Dejó lo estrictamente jurídico, para ser ensayista de política y sociología, con: Del malestar en las instituciones y Entre la regla y la excepción, cuya esencia recreaba recitando el verso Aguafiestas de la Fabulilla del Tuerto López, así:

 

“¡Viva la paz, viva la paz!/ Así trinaba alegremente un colibrí/ sentimental, sencillo/ de flor en flor./ Y el pobre pajarillo/ trinaba tan feliz sobre el anillo/ feroz de una culebra mapaná./ Mientras que en un papayo (cercano)/ reía gravemente un guacamayo/ bisojo (viejo, cojo) y medio cínico/ cua, cua. Por eso, su hija Martha Sáchica Méndez, en su funeral, con discreción como es ella, repetía su dicho: “Al colibrí no lo enjaulan”.

 

Él parecía afirmar que la última gran reforma, en su mal sentido, la inició la guerrilla en noviembre de 1985, porque la conciencia política sobre la justicia antes de la Toma del Palacio se perdió, y se enquistó la politiquera en la administración judicial, explicada por el mecanismo sicológico de la proyección, que “justificó” esa tragedia al atribuirle a la Corte Suprema de Justicia-Sala Constitucional el resolver el supuesto “incumplimiento” de los pactos de paz con el M-19 y prohibir la extradición de colombianos a EE UU.

 

De allí en adelante, su teoría sobre el “constitucionalismo mestizo”, ejemplificada con la integración de la Corte Suprema de Justicia-Sala Constitucional, se sacudió, porque perdió su legitimidad y credibilidad, pese a lo cual dedicó su libro de la Corte Constitucional y su jurisdicción a “sus colegas caídos al servicio de la justicia”, quienes fueron los últimos guardianes y defensores de la Constitución Nacional de 1886.

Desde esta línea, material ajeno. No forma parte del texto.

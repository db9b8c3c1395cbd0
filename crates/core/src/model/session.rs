use chrono::{DateTime, Utc};
use serde::{Deserialize, Serialize};
use std::collections::HashSet;
use std::fmt;
use std::str::FromStr;
use thiserror::Error;

use crate::model::exam::{ExamType, Selection};
use crate::model::ids::{QuestionId, SessionId, UserId};
use crate::model::question::Question;

//
// ─── ERRORS ────────────────────────────────────────────────────────────────────
//

#[derive(Debug, Error, Clone, PartialEq, Eq)]
#[non_exhaustive]
pub enum AssemblyError {
    #[error("at least one selection is required")]
    EmptySelection,

    #[error("selection {0} was given more than once")]
    DuplicateSelection(Selection),

    #[error("no questions resolved for any selection")]
    NoQuestions,

    #[error("question {0} appears more than once in the sequence")]
    DuplicateQuestion(QuestionId),

    #[error("time limit must be > 0 seconds")]
    InvalidTimeLimit,

    #[error("selections can only change before the session starts (status: {0})")]
    AlreadyStarted(SessionStatus),
}

#[derive(Debug, Error, Clone, PartialEq, Eq)]
#[error("invalid session status: {0}")]
pub struct ParseStatusError(String);

//
// ─── STATUS ────────────────────────────────────────────────────────────────────
//

/// Lifecycle state of a session.
#[derive(Debug, Clone, Copy, PartialEq, Eq, Hash, Serialize, Deserialize)]
#[serde(rename_all = "snake_case")]
pub enum SessionStatus {
    Created,
    InProgress,
    Expired,
    Submitted,
    Scored,
}

impl SessionStatus {
    #[must_use]
    pub fn as_str(self) -> &'static str {
        match self {
            SessionStatus::Created => "created",
            SessionStatus::InProgress => "in_progress",
            SessionStatus::Expired => "expired",
            SessionStatus::Submitted => "submitted",
            SessionStatus::Scored => "scored",
        }
    }

    /// Submitted and Expired sessions are waiting to be scored.
    #[must_use]
    pub fn is_scorable(self) -> bool {
        matches!(
            self,
            SessionStatus::Submitted | SessionStatus::Expired | SessionStatus::Scored
        )
    }

    /// Returns true once the attempt can no longer be answered.
    #[must_use]
    pub fn is_finished(self) -> bool {
        self.is_scorable()
    }

    /// Lifecycle stage: open, finished, scored. A stored attempt never moves
    /// back to an earlier stage.
    #[must_use]
    pub fn stage(self) -> u8 {
        match self {
            SessionStatus::Created | SessionStatus::InProgress => 0,
            SessionStatus::Expired | SessionStatus::Submitted => 1,
            SessionStatus::Scored => 2,
        }
    }
}

impl fmt::Display for SessionStatus {
    fn fmt(&self, f: &mut fmt::Formatter<'_>) -> fmt::Result {
        f.write_str(self.as_str())
    }
}

impl FromStr for SessionStatus {
    type Err = ParseStatusError;

    fn from_str(s: &str) -> Result<Self, Self::Err> {
        match s {
            "created" => Ok(SessionStatus::Created),
            "in_progress" => Ok(SessionStatus::InProgress),
            "expired" => Ok(SessionStatus::Expired),
            "submitted" => Ok(SessionStatus::Submitted),
            "scored" => Ok(SessionStatus::Scored),
            other => Err(ParseStatusError(other.to_string())),
        }
    }
}

//
// ─── ANSWER RECORD ─────────────────────────────────────────────────────────────
//

/// The learner's selection for one question in a session.
///
/// Every question in a session has exactly one record; an unanswered question
/// carries `selected_option: None`.
#[derive(Debug, Clone, PartialEq, Eq, Serialize, Deserialize)]
pub struct AnswerRecord {
    pub session_id: SessionId,
    pub question_id: QuestionId,
    pub selected_option: Option<usize>,
    pub answered_at: Option<DateTime<Utc>>,
}

impl AnswerRecord {
    #[must_use]
    pub fn unanswered(session_id: SessionId, question_id: QuestionId) -> Self {
        Self {
            session_id,
            question_id,
            selected_option: None,
            answered_at: None,
        }
    }

    #[must_use]
    pub fn answered(
        session_id: SessionId,
        question_id: QuestionId,
        selected_option: usize,
        answered_at: DateTime<Utc>,
    ) -> Self {
        Self {
            session_id,
            question_id,
            selected_option: Some(selected_option),
            answered_at: Some(answered_at),
        }
    }

    #[must_use]
    pub fn is_answered(&self) -> bool {
        self.selected_option.is_some()
    }
}

//
// ─── SESSION ───────────────────────────────────────────────────────────────────
//

/// One timed run through a fixed question sequence.
///
/// The question order and the answer sheet are fixed when the session is
/// built. Mutation goes through [`crate::tracker::AttemptTracker`].
#[derive(Debug, Clone, PartialEq, Eq, Serialize, Deserialize)]
pub struct Session {
    id: SessionId,
    user_id: UserId,
    exam_type: ExamType,
    selections: Vec<Selection>,
    question_ids: Vec<QuestionId>,
    answers: Vec<AnswerRecord>,
    status: SessionStatus,
    created_at: DateTime<Utc>,
    started_at: Option<DateTime<Utc>>,
    finished_at: Option<DateTime<Utc>>,
    time_limit_secs: u32,
    remaining_secs: u32,
    current_index: usize,
}

/// Reject an empty or repeating selection list.
///
/// # Errors
///
/// Returns `AssemblyError::EmptySelection` or
/// `AssemblyError::DuplicateSelection`.
pub fn validate_selections(selections: &[Selection]) -> Result<(), AssemblyError> {
    if selections.is_empty() {
        return Err(AssemblyError::EmptySelection);
    }
    let mut seen = HashSet::with_capacity(selections.len());
    for selection in selections {
        if !seen.insert(*selection) {
            return Err(AssemblyError::DuplicateSelection(*selection));
        }
    }
    Ok(())
}

fn sequence_from(questions: &[Question]) -> Result<Vec<QuestionId>, AssemblyError> {
    if questions.is_empty() {
        return Err(AssemblyError::NoQuestions);
    }
    let mut seen = HashSet::with_capacity(questions.len());
    let mut ids = Vec::with_capacity(questions.len());
    for question in questions {
        if !seen.insert(question.id()) {
            return Err(AssemblyError::DuplicateQuestion(question.id()));
        }
        ids.push(question.id());
    }
    Ok(ids)
}

impl Session {
    /// Build a new session in `Created` state from an ordered question list.
    ///
    /// # Errors
    ///
    /// Returns `AssemblyError` if there are no selections, a selection repeats,
    /// no questions were resolved, a question repeats, or the time limit is zero.
    #[allow(clippy::too_many_arguments)]
    pub fn assemble(
        id: SessionId,
        user_id: UserId,
        exam_type: ExamType,
        selections: Vec<Selection>,
        questions: &[Question],
        time_limit_secs: u32,
        created_at: DateTime<Utc>,
    ) -> Result<Self, AssemblyError> {
        validate_selections(&selections)?;
        if time_limit_secs == 0 {
            return Err(AssemblyError::InvalidTimeLimit);
        }
        let question_ids = sequence_from(questions)?;
        let answers = question_ids
            .iter()
            .map(|qid| AnswerRecord::unanswered(id, *qid))
            .collect();

        Ok(Self {
            id,
            user_id,
            exam_type,
            selections,
            question_ids,
            answers,
            status: SessionStatus::Created,
            created_at,
            started_at: None,
            finished_at: None,
            time_limit_secs,
            remaining_secs: time_limit_secs,
            current_index: 0,
        })
    }

    /// Rebuild an in-progress session from reconciled parts.
    #[allow(clippy::too_many_arguments)]
    pub(crate) fn hydrated(
        id: SessionId,
        user_id: UserId,
        exam_type: ExamType,
        selections: Vec<Selection>,
        answers: Vec<AnswerRecord>,
        created_at: DateTime<Utc>,
        started_at: DateTime<Utc>,
        time_limit_secs: u32,
        remaining_secs: u32,
    ) -> Self {
        let question_ids = answers.iter().map(|a| a.question_id).collect();
        Self {
            id,
            user_id,
            exam_type,
            selections,
            question_ids,
            answers,
            status: SessionStatus::InProgress,
            created_at,
            started_at: Some(started_at),
            finished_at: None,
            time_limit_secs,
            remaining_secs: remaining_secs.min(time_limit_secs),
            current_index: 0,
        }
    }

    /// Replace the selection set of a session that has not started yet.
    ///
    /// The answer sheet is rebuilt and the countdown restarts from
    /// `time_limit_secs`; no running total carries over.
    ///
    /// # Errors
    ///
    /// Returns `AssemblyError::AlreadyStarted` unless the session is `Created`,
    /// plus the validation errors of [`Session::assemble`].
    pub fn switch_selections(
        &mut self,
        selections: Vec<Selection>,
        questions: &[Question],
        time_limit_secs: u32,
    ) -> Result<(), AssemblyError> {
        if self.status != SessionStatus::Created {
            return Err(AssemblyError::AlreadyStarted(self.status));
        }
        validate_selections(&selections)?;
        if time_limit_secs == 0 {
            return Err(AssemblyError::InvalidTimeLimit);
        }
        let question_ids = sequence_from(questions)?;

        self.answers = question_ids
            .iter()
            .map(|qid| AnswerRecord::unanswered(self.id, *qid))
            .collect();
        self.question_ids = question_ids;
        self.selections = selections;
        self.time_limit_secs = time_limit_secs;
        self.remaining_secs = time_limit_secs;
        self.current_index = 0;
        Ok(())
    }

    #[must_use]
    pub fn id(&self) -> SessionId {
        self.id
    }

    #[must_use]
    pub fn user_id(&self) -> &UserId {
        &self.user_id
    }

    #[must_use]
    pub fn exam_type(&self) -> &ExamType {
        &self.exam_type
    }

    #[must_use]
    pub fn selections(&self) -> &[Selection] {
        &self.selections
    }

    #[must_use]
    pub fn question_ids(&self) -> &[QuestionId] {
        &self.question_ids
    }

    #[must_use]
    pub fn answers(&self) -> &[AnswerRecord] {
        &self.answers
    }

    #[must_use]
    pub fn status(&self) -> SessionStatus {
        self.status
    }

    #[must_use]
    pub fn created_at(&self) -> DateTime<Utc> {
        self.created_at
    }

    #[must_use]
    pub fn started_at(&self) -> Option<DateTime<Utc>> {
        self.started_at
    }

    #[must_use]
    pub fn finished_at(&self) -> Option<DateTime<Utc>> {
        self.finished_at
    }

    #[must_use]
    pub fn time_limit_secs(&self) -> u32 {
        self.time_limit_secs
    }

    #[must_use]
    pub fn remaining_secs(&self) -> u32 {
        self.remaining_secs
    }

    #[must_use]
    pub fn current_index(&self) -> usize {
        self.current_index
    }

    #[must_use]
    pub fn current_question_id(&self) -> Option<QuestionId> {
        self.question_ids.get(self.current_index).copied()
    }

    #[must_use]
    pub fn len(&self) -> usize {
        self.question_ids.len()
    }

    #[must_use]
    pub fn is_empty(&self) -> bool {
        self.question_ids.is_empty()
    }

    #[must_use]
    pub fn answered_count(&self) -> usize {
        self.answers.iter().filter(|a| a.is_answered()).count()
    }

    #[must_use]
    pub fn answer_for(&self, question_id: QuestionId) -> Option<&AnswerRecord> {
        self.position_of(question_id).map(|idx| &self.answers[idx])
    }

    pub(crate) fn position_of(&self, question_id: QuestionId) -> Option<usize> {
        self.question_ids.iter().position(|id| *id == question_id)
    }

    pub(crate) fn answer_mut(&mut self, idx: usize) -> &mut AnswerRecord {
        &mut self.answers[idx]
    }

    pub(crate) fn set_status(&mut self, status: SessionStatus) {
        self.status = status;
    }

    pub(crate) fn set_started_at(&mut self, at: DateTime<Utc>) {
        self.started_at = Some(at);
    }

    pub(crate) fn set_finished_at(&mut self, at: DateTime<Utc>) {
        self.finished_at = Some(at);
    }

    pub(crate) fn set_remaining_secs(&mut self, secs: u32) {
        self.remaining_secs = secs;
    }

    pub(crate) fn set_current_index(&mut self, idx: usize) {
        self.current_index = idx;
    }
}

//
// ─── TESTS ─────────────────────────────────────────────────────────────────────
//
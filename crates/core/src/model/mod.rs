mod exam;
mod history;
mod ids;
mod question;
mod score;
mod session;

pub use exam::{ExamType, ExamTypeError, Selection};
pub use history::{ExamRollupRow, HistoryAnswer};
pub use ids::{AttemptId, ParseIdError, QuestionId, SessionId, SubjectId, UserId, UserIdError};
pub use question::{Question, QuestionError};
pub use score::{HistoryPoint, OverallScore, ScoreSummary, percentage};
pub use session::{
    AnswerRecord, AssemblyError, ParseStatusError, Session, SessionStatus, validate_selections,
};
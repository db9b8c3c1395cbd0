use chrono::{DateTime, Utc};
use exam_core::model::{
    AnswerRecord, AttemptId, ExamType, HistoryAnswer, SubjectId, UserId,
};
use sqlx::Row;

use super::SqliteRepository;
use super::mapping::{
    conn, encode_selections, id_i64, map_answer_row, map_attempt_row, map_history_row,
    question_id_from_i64, selected_to_i64, ser,
};
use crate::repository::{AttemptHeader, AttemptRepository, IncompleteAttempt, StorageError, SubmitAck};

impl SqliteRepository {
    async fn write_answers(
        &self,
        id: AttemptId,
        answers: &[AnswerRecord],
        replace: bool,
    ) -> Result<SubmitAck, StorageError> {
        let attempt = id_i64("attempt_id", id.value())?;
        let mut tx = self.pool.begin().await.map_err(conn)?;

        let exists = sqlx::query("SELECT 1 FROM attempts WHERE id = ?1")
            .bind(attempt)
            .fetch_optional(&mut *tx)
            .await
            .map_err(conn)?;
        if exists.is_none() {
            return Err(StorageError::NotFound);
        }

        if replace {
            sqlx::query("DELETE FROM attempt_answers WHERE attempt_id = ?1")
                .bind(attempt)
                .execute(&mut *tx)
                .await
                .map_err(conn)?;
        }

        for record in answers {
            if record.session_id != id {
                return Err(StorageError::Conflict);
            }
            // subject and year are copied from the question so the lookup
            // index never has to join.
            let res = sqlx::query(
                r"
                INSERT INTO attempt_answers (
                    attempt_id, question_id, subject_id, year, selected_option, answered_at
                )
                SELECT ?1, q.id, q.subject_id, q.year, ?3, ?4
                FROM questions q
                WHERE q.id = ?2
                ON CONFLICT(attempt_id, question_id) DO UPDATE SET
                    selected_option = excluded.selected_option,
                    answered_at = excluded.answered_at
                ",
            )
            .bind(attempt)
            .bind(id_i64("question_id", record.question_id.value())?)
            .bind(selected_to_i64(record.selected_option)?)
            .bind(record.answered_at)
            .execute(&mut *tx)
            .await
            .map_err(conn)?;

            if res.rows_affected() == 0 {
                return Err(StorageError::NotFound);
            }
        }

        tx.commit().await.map_err(conn)?;
        Ok(SubmitAck {
            attempt_id: id,
            stored: answers.len(),
        })
    }
}

#[async_trait::async_trait]
impl AttemptRepository for SqliteRepository {
    async fn create_attempt(
        &self,
        user_id: &UserId,
        exam_type: &ExamType,
        created_at: DateTime<Utc>,
    ) -> Result<AttemptId, StorageError> {
        let res = sqlx::query(
            r"
            INSERT INTO attempts (user_id, exam_type, status, created_at)
            VALUES (?1, ?2, 'created', ?3)
            ",
        )
        .bind(user_id.as_str())
        .bind(exam_type.as_str())
        .bind(created_at)
        .execute(&self.pool)
        .await
        .map_err(conn)?;

        let id = u64::try_from(res.last_insert_rowid())
            .map_err(|_| StorageError::Serialization("attempt_id sign overflow".into()))?;
        Ok(AttemptId::new(id))
    }

    async fn save_attempt(&self, header: &AttemptHeader) -> Result<(), StorageError> {
        let res = sqlx::query(
            r"
            UPDATE attempts SET
                user_id = ?2,
                exam_type = ?3,
                selections_json = ?4,
                status = ?5,
                time_limit_secs = ?6,
                remaining_secs = ?7,
                total_questions = ?8,
                started_at = ?9,
                finished_at = ?10
            WHERE id = ?1
              AND (CASE status
                     WHEN 'scored' THEN 2
                     WHEN 'submitted' THEN 1
                     WHEN 'expired' THEN 1
                     ELSE 0
                   END) <= ?11
            ",
        )
        .bind(id_i64("attempt_id", header.id.value())?)
        .bind(header.user_id.as_str())
        .bind(header.exam_type.as_str())
        .bind(encode_selections(&header.selections)?)
        .bind(header.status.as_str())
        .bind(i64::from(header.time_limit_secs))
        .bind(i64::from(header.remaining_secs))
        .bind(i64::from(header.total_questions))
        .bind(header.started_at)
        .bind(header.finished_at)
        .bind(i64::from(header.status.stage()))
        .execute(&self.pool)
        .await
        .map_err(conn)?;

        if res.rows_affected() == 0 {
            let exists = sqlx::query("SELECT 1 FROM attempts WHERE id = ?1")
                .bind(id_i64("attempt_id", header.id.value())?)
                .fetch_optional(&self.pool)
                .await
                .map_err(conn)?;
            return Err(if exists.is_some() {
                StorageError::Conflict
            } else {
                StorageError::NotFound
            });
        }
        Ok(())
    }

    async fn get_attempt(&self, id: AttemptId) -> Result<AttemptHeader, StorageError> {
        let row = sqlx::query(
            r"
            SELECT
                id, user_id, exam_type, selections_json, status, time_limit_secs,
                remaining_secs, total_questions, created_at, started_at, finished_at
            FROM attempts
            WHERE id = ?1
            ",
        )
        .bind(id_i64("attempt_id", id.value())?)
        .fetch_optional(&self.pool)
        .await
        .map_err(conn)?
        .ok_or(StorageError::NotFound)?;

        map_attempt_row(&row)
    }

    async fn replace_answer_sheet(
        &self,
        id: AttemptId,
        answers: &[AnswerRecord],
    ) -> Result<SubmitAck, StorageError> {
        self.write_answers(id, answers, true).await
    }

    async fn submit_answers(
        &self,
        id: AttemptId,
        answers: &[AnswerRecord],
    ) -> Result<SubmitAck, StorageError> {
        self.write_answers(id, answers, false).await
    }

    async fn fetch_incomplete_attempts(
        &self,
        user_id: &UserId,
    ) -> Result<Vec<IncompleteAttempt>, StorageError> {
        let headers = sqlx::query(
            r"
            SELECT
                id, user_id, exam_type, selections_json, status, time_limit_secs,
                remaining_secs, total_questions, created_at, started_at, finished_at
            FROM attempts
            WHERE user_id = ?1 AND status IN ('created', 'in_progress')
            ORDER BY id ASC
            ",
        )
        .bind(user_id.as_str())
        .fetch_all(&self.pool)
        .await
        .map_err(conn)?;

        let mut out = Vec::new();
        for row in &headers {
            let header = map_attempt_row(row)?;
            for selection in &header.selections {
                let rows = sqlx::query(
                    r"
                    SELECT a.question_id AS question_id,
                           a.selected_option AS selected_option,
                           q.subject AS subject
                    FROM attempt_answers a
                    LEFT JOIN questions q ON q.id = a.question_id
                    WHERE a.subject_id = ?1 AND a.year = ?2 AND a.attempt_id = ?3
                    ORDER BY a.question_id ASC
                    ",
                )
                .bind(id_i64("subject_id", selection.subject_id.value())?)
                .bind(i64::from(selection.year))
                .bind(id_i64("attempt_id", header.id.value())?)
                .fetch_all(&self.pool)
                .await
                .map_err(conn)?;

                let mut subject = String::new();
                let mut answered = Vec::new();
                for answer in &rows {
                    if subject.is_empty() {
                        if let Some(name) = answer.try_get::<Option<String>, _>("subject").map_err(ser)? {
                            subject = name;
                        }
                    }
                    let selected: Option<i64> = answer.try_get("selected_option").map_err(ser)?;
                    if selected.is_some() {
                        answered.push(question_id_from_i64(
                            answer.try_get::<i64, _>("question_id").map_err(ser)?,
                        )?);
                    }
                }

                out.push(IncompleteAttempt {
                    attempt_id: header.id,
                    subject_id: selection.subject_id,
                    subject,
                    year: selection.year,
                    exam_type: header.exam_type.clone(),
                    answered_question_ids: answered,
                    total_questions: u32::try_from(rows.len()).unwrap_or(u32::MAX),
                });
            }
        }
        Ok(out)
    }

    async fn attempt_answers(
        &self,
        id: AttemptId,
        subject_id: SubjectId,
        year: u16,
    ) -> Result<Vec<AnswerRecord>, StorageError> {
        let rows = sqlx::query(
            r"
            SELECT attempt_id, question_id, selected_option, answered_at
            FROM attempt_answers
            WHERE subject_id = ?1 AND year = ?2 AND attempt_id = ?3
            ORDER BY question_id ASC
            ",
        )
        .bind(id_i64("subject_id", subject_id.value())?)
        .bind(i64::from(year))
        .bind(id_i64("attempt_id", id.value())?)
        .fetch_all(&self.pool)
        .await
        .map_err(conn)?;

        rows.iter().map(map_answer_row).collect()
    }

    async fn fetch_answer_history(
        &self,
        user_id: &UserId,
    ) -> Result<Vec<HistoryAnswer>, StorageError> {
        let rows = sqlx::query(
            r"
            SELECT
                a.attempt_id AS attempt_id,
                a.question_id AS question_id,
                q.subject_id AS subject_id,
                q.subject AS subject,
                q.year AS year,
                t.exam_type AS exam_type,
                a.selected_option AS selected_option,
                q.correct_option AS correct_option,
                q.options_json AS options_json,
                t.started_at AS started_at,
                t.created_at AS created_at,
                a.answered_at AS answered_at
            FROM attempt_answers a
            JOIN attempts t ON t.id = a.attempt_id
            JOIN questions q ON q.id = a.question_id
            WHERE t.user_id = ?1
            ORDER BY a.attempt_id ASC, a.question_id ASC
            ",
        )
        .bind(user_id.as_str())
        .fetch_all(&self.pool)
        .await
        .map_err(conn)?;

        rows.iter().map(map_history_row).collect()
    }
}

Por ello su denuncia contra los fallos de la Corte en 1990 sobre los decretos de estado de sitio, montados sobre el “clamor popular por el anhelo de paz”, para dar paso a la reforma de 1991, que fue otro espasmo más, que asumió las fallidas reformas de los años setenta y ochenta, hasta la de Barco, retirada por la inclusión de la no extradición.

 

Su tesis sobre la inexistencia de una nueva Constitución se sintetizaba en que seguimos siendo una república democrática unitaria, de régimen presidencial, con un congreso bicameral, aparato judicial “independiente” y órganos de control; por lo que la conciencia espiritual de unidad de la Constitución de 1886 está viva y se reasume lenta y tersamente, modificando la reforma de 1991, anticipándose a la imposibilidad de sustituir el núcleo esencial constitucional, que es el sentimiento autoconsciente de la Nación; porque como la no extradición, que no es un derecho humano, es reformable, por lo que se eliminó, para lavar el pecado que manchó a los asambleístas, al gobierno Gaviria y esa “Constitución” de 1991.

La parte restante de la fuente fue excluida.